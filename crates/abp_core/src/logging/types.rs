//! Logging types and configuration.

use serde::{Deserialize, Serialize};

/// Log level for filtering messages.
#[derive(Debug, Clone, Copy, PartialEq, Eq, PartialOrd, Ord, Default, Serialize, Deserialize)]
pub enum LogLevel {
    /// Trace-level debugging (very verbose).
    Trace,
    /// Debug information.
    Debug,
    /// General information.
    #[default]
    Info,
    /// Warnings.
    Warn,
    /// Errors.
    Error,
}

impl LogLevel {
    /// Convert to tracing level.
    pub fn to_tracing_level(&self) -> tracing::Level {
        match self {
            LogLevel::Trace => tracing::Level::TRACE,
            LogLevel::Debug => tracing::Level::DEBUG,
            LogLevel::Info => tracing::Level::INFO,
            LogLevel::Warn => tracing::Level::WARN,
            LogLevel::Error => tracing::Level::ERROR,
        }
    }
}

/// Configuration for logging behavior.
#[derive(Debug, Clone)]
pub struct LogConfig {
    /// Minimum log level to output.
    pub level: LogLevel,
    /// Use compact mode (filter progress, show tail on error).
    pub compact: bool,
    /// Progress update step percentage (only log progress at these intervals).
    pub progress_step: u32,
    /// Number of lines to show on error (tail).
    pub error_tail: usize,
    /// Show timestamps in log output.
    pub show_timestamps: bool,
}

impl Default for LogConfig {
    fn default() -> Self {
        Self {
            level: LogLevel::Info,
            compact: true,
            progress_step: 20,
            error_tail: 20,
            show_timestamps: true,
        }
    }
}

impl LogConfig {
    /// Create a debug configuration (verbose, no compact).
    pub fn debug() -> Self {
        Self {
            level: LogLevel::Debug,
            compact: false,
            progress_step: 10,
            error_tail: 50,
            show_timestamps: true,
        }
    }
}

/// Type alias for UI log callback function.
///
/// The callback receives each log message as a string.
pub type UiLogCallback = Box<dyn Fn(&str) + Send + Sync>;

/// Message prefix types for consistent formatting.
#[derive(Debug, Clone, Copy, PartialEq, Eq)]
pub enum MessagePrefix {
    /// Shell command: `$ command`
    Command,
    /// Phase marker: `=== Phase ===`
    Phase,
    /// Section marker: `--- Section ---`
    Section,
    /// Validation: `[Validation]`
    Validation,
    /// Success: `[SUCCESS]`
    Success,
    /// Warning: `[WARNING]`
    Warning,
    /// Error: `[ERROR]`
    Error,
    /// Debug: `[DEBUG]`
    Debug,
    /// No prefix
    None,
}

impl MessagePrefix {
    /// Format a message with this prefix.
    pub fn format(&self, message: &str) -> String {
        match self {
            MessagePrefix::Command => format!("$ {}", message),
            MessagePrefix::Phase => format!("=== {} ===", message),
            MessagePrefix::Section => format!("--- {} ---", message),
            MessagePrefix::Validation => format!("[Validation] {}", message),
            MessagePrefix::Success => format!("[SUCCESS] {}", message),
            MessagePrefix::Warning => format!("[WARNING] {}", message),
            MessagePrefix::Error => format!("[ERROR] {}", message),
            MessagePrefix::Debug => format!("[DEBUG] {}", message),
            MessagePrefix::None => message.to_string(),
        }
    }
}
//! Gateway HTTP surface: script execution, the sandbox's proxy endpoint and
//! a diagnostic tool listing.
//!
//! Every response is a well-formed JSON object. Tool-level failures come back
//! as `{"error": ...}` payloads with status 200 so the sandboxed script
//! always receives an addressable value; non-2xx statuses are reserved for
//! the surface itself (auth, malformed requests, unknown routes).

use std::collections::HashMap;
use std::convert::Infallible;
use std::net::SocketAddr;
use std::sync::{Arc, Mutex};
use std::time::Duration;

use anyhow::Context as _;
use hyper::service::{make_service_fn, service_fn};
use hyper::{Body, Method, Request, Response, StatusCode};
use serde_json::{Value, json};
use tokio::sync::watch;

use crate::config::AppConfig;
use crate::enrich;
use crate::error::GatewayError;
use crate::helpers::codegen::{self, SECRET_HEADER};
use crate::helpers::HelperRegistry;
use crate::mcp::{
    ConnectionManager, InvocationStatus, InvocationWrapper, McpCache, McpClient, McpInvoker,
    ServerDescriptor,
};
use crate::metrics::ToolMetrics;
use crate::sandbox::{Sandbox, SandboxRequest, SandboxResult};
use crate::schema::describe_params;

/// Per-execution registry of resolved servers, visible to `/proxy` while the
/// script runs.
struct SessionState {
    registry: HelperRegistry,
    clients: HashMap<String, Arc<McpClient>>,
}

pub struct GatewayState {
    config: AppConfig,
    manager: ConnectionManager,
    cache: Arc<McpCache>,
    metrics: Arc<ToolMetrics>,
    wrapper: InvocationWrapper,
    sandbox: Sandbox,
    proxy_url: String,
    sessions: Mutex<HashMap<String, Arc<SessionState>>>,
}

impl GatewayState {
    pub fn new(config: AppConfig, metrics: Arc<ToolMetrics>) -> anyhow::Result<Self> {
        let cache = Arc::new(McpCache::new(Duration::from_secs(config.cache.ttl_secs)));
        let manager = ConnectionManager::new(Arc::clone(&cache), config.timeouts.clone());
        let wrapper = InvocationWrapper::new(
            Arc::clone(&metrics),
            Duration::from_secs(config.timeouts.tool_call),
            config.retry.substitute_first_enum_value,
        );
        let proxy_url = config
            .gateway
            .proxy_url
            .clone()
            .unwrap_or_else(|| format!("http://{}/proxy", config.gateway.bind));
        let sandbox = Sandbox::new(
            &config.sandbox,
            Duration::from_secs(config.timeouts.sandbox_run),
            &proxy_url,
        )
        .context("cannot build sandbox runner")?;

        Ok(Self {
            config,
            manager,
            cache,
            metrics,
            wrapper,
            sandbox,
            proxy_url,
            sessions: Mutex::new(HashMap::new()),
        })
    }

    pub fn cache(&self) -> Arc<McpCache> {
        Arc::clone(&self.cache)
    }

    fn session(&self, id: &str) -> Option<Arc<SessionState>> {
        let sessions = self.sessions.lock().unwrap_or_else(|e| e.into_inner());
        sessions.get(id).map(Arc::clone)
    }

    fn register_session(&self, id: String, state: SessionState) {
        let mut sessions = self.sessions.lock().unwrap_or_else(|e| e.into_inner());
        sessions.insert(id, Arc::new(state));
    }

    fn drop_session(&self, id: &str) {
        let mut sessions = self.sessions.lock().unwrap_or_else(|e| e.into_inner());
        sessions.remove(id);
    }
}

/// Bind the listener and serve until the process exits.
pub async fn run(state: Arc<GatewayState>) -> anyhow::Result<()> {
    let addr: SocketAddr = state
        .config
        .gateway
        .bind
        .parse()
        .with_context(|| format!("invalid bind address '{}'", state.config.gateway.bind))?;

    let make = make_service_fn(move |_conn| {
        let state = Arc::clone(&state);
        async move {
            Ok::<_, Infallible>(service_fn(move |req| {
                let state = Arc::clone(&state);
                async move { Ok::<_, Infallible>(handle(state, req).await) }
            }))
        }
    });

    tracing::info!(%addr, "Gateway listening");
    hyper::Server::bind(&addr)
        .serve(make)
        .await
        .context("gateway server failed")
}

async fn handle(state: Arc<GatewayState>, req: Request<Body>) -> Response<Body> {
    let path = req.uri().path().to_string();
    let method = req.method().clone();

    if !authorized(state.config.gateway.secret.as_deref(), &req) {
        return json_response(
            StatusCode::UNAUTHORIZED,
            json!({"error": GatewayError::Unauthorized.to_string()}),
        );
    }

    match (method, path.as_str()) {
        (Method::POST, "/execute") => match read_json(req).await {
            Ok(body) => execute(state, body).await,
            Err(message) => json_response(StatusCode::BAD_REQUEST, json!({"error": message})),
        },
        (Method::POST, "/proxy") => match read_json(req).await {
            Ok(body) => proxy(state, body).await,
            Err(message) => json_response(StatusCode::BAD_REQUEST, json!({"error": message})),
        },
        (Method::GET, "/metrics") => match serde_json::to_value(state.metrics.snapshot()) {
            Ok(snapshot) => json_response(StatusCode::OK, snapshot),
            Err(e) => json_response(
                StatusCode::INTERNAL_SERVER_ERROR,
                json!({"error": format!("cannot serialize metrics: {e}")}),
            ),
        },
        (Method::POST, "/metrics/reset") => {
            // Counters accumulate for the process lifetime; this is the one
            // explicit operator action that clears them.
            state.metrics.reset();
            json_response(StatusCode::OK, json!({"ok": true}))
        }
        (Method::GET, "/tools") => {
            let server = query_param(req.uri().query(), "server");
            match server {
                Some(server) => tools(state, &server),
                None => json_response(
                    StatusCode::BAD_REQUEST,
                    json!({"error": "missing 'server' query parameter"}),
                ),
            }
        }
        _ => json_response(StatusCode::NOT_FOUND, json!({"error": "no such route"})),
    }
}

--------------------

Exercise
For the records above, state the count of lines where "Mutex" appears, without any other text.

Problem solution
3